- BRIEF
As the answer, set down the lines below from the one containing "repository 3ba7793e9559f936" through the one containing "pub fn create_runtime(name: &'static", exactly and inclusively, and no others.

Stored items:
►

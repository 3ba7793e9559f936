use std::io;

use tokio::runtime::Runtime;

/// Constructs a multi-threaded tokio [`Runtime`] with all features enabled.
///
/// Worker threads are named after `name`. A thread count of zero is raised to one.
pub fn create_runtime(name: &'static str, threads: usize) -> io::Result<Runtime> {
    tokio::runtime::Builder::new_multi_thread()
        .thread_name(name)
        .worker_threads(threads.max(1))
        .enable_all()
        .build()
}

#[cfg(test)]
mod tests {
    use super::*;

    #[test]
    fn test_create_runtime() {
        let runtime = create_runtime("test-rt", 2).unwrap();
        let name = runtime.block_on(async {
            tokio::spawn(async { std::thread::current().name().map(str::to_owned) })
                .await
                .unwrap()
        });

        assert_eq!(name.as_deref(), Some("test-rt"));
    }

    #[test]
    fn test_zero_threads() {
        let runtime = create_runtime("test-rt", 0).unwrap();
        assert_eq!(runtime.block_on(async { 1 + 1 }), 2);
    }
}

◄
►

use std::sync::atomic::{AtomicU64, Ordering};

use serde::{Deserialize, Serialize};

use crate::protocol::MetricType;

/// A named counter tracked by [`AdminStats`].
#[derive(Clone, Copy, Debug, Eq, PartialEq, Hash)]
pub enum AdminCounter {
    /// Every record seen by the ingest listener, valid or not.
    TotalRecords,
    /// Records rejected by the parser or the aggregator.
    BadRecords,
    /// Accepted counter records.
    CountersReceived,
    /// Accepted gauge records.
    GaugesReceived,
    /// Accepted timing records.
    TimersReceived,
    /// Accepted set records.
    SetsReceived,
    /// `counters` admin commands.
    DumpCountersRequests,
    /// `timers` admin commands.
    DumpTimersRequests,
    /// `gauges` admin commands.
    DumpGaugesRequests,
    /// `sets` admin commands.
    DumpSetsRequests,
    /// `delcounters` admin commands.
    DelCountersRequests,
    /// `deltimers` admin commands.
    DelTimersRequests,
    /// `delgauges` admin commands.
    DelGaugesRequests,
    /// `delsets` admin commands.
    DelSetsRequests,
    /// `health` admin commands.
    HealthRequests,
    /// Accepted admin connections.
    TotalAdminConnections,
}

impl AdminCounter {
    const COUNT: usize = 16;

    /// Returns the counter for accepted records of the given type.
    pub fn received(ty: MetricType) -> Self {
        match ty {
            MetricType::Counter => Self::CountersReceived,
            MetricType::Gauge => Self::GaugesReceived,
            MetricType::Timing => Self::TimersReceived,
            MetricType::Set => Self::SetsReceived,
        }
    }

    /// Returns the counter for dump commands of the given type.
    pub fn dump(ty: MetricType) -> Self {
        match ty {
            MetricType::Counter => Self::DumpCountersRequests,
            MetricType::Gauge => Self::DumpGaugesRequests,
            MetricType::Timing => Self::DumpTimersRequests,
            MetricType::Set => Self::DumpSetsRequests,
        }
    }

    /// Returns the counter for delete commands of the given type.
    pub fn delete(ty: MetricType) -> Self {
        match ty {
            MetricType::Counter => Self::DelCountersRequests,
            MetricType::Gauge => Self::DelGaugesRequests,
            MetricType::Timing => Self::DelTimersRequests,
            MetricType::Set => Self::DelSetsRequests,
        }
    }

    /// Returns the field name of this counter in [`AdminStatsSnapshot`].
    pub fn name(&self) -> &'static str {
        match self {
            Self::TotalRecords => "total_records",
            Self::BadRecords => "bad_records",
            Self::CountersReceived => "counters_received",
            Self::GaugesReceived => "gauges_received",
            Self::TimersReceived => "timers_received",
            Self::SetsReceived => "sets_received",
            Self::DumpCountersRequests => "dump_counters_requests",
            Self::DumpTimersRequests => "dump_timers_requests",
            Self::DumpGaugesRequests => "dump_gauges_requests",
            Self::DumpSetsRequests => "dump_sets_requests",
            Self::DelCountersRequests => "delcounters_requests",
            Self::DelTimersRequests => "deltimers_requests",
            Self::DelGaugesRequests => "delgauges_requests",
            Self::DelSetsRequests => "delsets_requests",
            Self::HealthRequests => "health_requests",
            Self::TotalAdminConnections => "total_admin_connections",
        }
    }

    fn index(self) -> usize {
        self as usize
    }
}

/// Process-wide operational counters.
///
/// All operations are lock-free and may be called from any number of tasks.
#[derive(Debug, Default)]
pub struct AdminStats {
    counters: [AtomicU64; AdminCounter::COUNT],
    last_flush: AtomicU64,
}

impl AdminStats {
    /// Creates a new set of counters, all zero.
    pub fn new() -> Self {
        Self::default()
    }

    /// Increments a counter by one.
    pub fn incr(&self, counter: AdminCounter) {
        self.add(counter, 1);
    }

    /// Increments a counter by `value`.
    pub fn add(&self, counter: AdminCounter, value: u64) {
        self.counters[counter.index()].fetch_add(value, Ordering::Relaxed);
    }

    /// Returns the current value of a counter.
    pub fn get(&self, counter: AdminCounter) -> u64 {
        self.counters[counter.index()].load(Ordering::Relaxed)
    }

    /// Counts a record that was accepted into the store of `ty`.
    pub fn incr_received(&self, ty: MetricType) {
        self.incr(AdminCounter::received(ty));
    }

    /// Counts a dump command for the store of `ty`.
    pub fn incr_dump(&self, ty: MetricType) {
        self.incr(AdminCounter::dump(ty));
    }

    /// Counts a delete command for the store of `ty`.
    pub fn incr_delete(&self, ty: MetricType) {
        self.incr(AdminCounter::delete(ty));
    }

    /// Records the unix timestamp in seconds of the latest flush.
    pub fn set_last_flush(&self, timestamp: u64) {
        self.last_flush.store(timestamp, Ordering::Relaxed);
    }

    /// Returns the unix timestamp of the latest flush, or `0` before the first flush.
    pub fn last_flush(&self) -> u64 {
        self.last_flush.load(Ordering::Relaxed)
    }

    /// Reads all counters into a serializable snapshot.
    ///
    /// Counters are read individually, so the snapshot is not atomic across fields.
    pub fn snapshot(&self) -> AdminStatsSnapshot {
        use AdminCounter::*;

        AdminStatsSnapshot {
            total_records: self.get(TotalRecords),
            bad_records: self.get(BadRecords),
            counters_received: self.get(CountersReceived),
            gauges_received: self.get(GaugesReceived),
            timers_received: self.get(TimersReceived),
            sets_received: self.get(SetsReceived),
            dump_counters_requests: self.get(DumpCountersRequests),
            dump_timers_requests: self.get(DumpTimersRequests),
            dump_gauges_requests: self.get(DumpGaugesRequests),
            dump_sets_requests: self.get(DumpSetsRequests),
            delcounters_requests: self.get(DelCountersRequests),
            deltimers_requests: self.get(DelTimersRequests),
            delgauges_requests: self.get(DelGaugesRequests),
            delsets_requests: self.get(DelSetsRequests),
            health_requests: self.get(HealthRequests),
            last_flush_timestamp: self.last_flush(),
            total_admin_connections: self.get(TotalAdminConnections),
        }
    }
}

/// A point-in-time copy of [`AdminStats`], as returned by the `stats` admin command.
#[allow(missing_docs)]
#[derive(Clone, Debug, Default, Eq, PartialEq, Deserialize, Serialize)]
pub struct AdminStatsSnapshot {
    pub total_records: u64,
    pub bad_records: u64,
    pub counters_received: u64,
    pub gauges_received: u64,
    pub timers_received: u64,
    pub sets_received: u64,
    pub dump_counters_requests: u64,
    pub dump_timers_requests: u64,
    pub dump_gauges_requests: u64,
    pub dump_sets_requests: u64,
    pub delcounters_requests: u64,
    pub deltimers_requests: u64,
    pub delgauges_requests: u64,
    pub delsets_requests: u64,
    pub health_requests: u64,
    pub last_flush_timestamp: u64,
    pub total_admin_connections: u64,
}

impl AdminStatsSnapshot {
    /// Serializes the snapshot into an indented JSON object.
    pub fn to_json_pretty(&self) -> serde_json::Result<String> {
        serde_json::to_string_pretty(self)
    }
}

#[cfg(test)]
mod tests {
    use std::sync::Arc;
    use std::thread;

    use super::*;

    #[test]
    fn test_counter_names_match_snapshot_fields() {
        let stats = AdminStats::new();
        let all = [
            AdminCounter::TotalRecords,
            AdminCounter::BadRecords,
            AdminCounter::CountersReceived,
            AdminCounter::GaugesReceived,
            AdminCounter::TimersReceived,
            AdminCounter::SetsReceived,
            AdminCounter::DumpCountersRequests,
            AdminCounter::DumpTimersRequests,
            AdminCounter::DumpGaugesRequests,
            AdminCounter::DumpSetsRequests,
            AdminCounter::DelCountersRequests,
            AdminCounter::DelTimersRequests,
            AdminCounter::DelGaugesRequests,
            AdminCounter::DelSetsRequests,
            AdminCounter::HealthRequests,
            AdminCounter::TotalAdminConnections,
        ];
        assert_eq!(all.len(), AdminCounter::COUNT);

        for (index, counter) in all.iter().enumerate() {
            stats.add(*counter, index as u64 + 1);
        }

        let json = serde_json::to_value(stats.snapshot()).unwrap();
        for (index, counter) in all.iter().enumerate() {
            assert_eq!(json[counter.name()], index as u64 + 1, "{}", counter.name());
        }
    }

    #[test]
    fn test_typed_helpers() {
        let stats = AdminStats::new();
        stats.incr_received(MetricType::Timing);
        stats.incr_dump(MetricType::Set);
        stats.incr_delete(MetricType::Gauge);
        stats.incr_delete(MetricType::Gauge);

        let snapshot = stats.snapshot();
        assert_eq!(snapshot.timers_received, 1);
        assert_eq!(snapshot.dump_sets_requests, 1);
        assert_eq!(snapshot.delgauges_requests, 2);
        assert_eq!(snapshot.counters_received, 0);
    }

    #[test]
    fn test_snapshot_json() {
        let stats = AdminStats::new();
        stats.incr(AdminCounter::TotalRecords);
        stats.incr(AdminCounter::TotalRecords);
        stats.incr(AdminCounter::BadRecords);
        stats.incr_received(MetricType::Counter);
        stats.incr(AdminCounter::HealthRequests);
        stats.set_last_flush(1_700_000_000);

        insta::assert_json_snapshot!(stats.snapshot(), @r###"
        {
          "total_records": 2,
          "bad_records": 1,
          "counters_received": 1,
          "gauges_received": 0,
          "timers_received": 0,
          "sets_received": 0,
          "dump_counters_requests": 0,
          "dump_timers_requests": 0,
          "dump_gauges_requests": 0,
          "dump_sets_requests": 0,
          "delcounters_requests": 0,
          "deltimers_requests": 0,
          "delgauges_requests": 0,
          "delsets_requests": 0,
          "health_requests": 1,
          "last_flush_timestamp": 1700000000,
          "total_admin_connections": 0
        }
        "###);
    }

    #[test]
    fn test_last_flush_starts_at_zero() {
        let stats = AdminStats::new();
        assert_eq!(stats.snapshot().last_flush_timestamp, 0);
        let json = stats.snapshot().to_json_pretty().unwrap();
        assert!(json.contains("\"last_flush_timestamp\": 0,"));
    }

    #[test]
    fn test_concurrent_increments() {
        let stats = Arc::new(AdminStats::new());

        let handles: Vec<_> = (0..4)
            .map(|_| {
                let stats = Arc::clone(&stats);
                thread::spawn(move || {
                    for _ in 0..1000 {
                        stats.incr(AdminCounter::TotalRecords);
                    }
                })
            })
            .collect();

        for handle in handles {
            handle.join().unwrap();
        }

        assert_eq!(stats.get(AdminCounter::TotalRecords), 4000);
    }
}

◄

- RESULT OF THIS TASK
repository 3ba7793e9559f936
use std::io;

use tokio::runtime::Runtime;

/// Constructs a multi-threaded tokio [`Runtime`] with all features enabled.
///
/// Worker threads are named after `name`. A thread count of zero is raised to one.
pub fn create_runtime(name: &'static str, threads: usize) -> io::Result<Runtime> {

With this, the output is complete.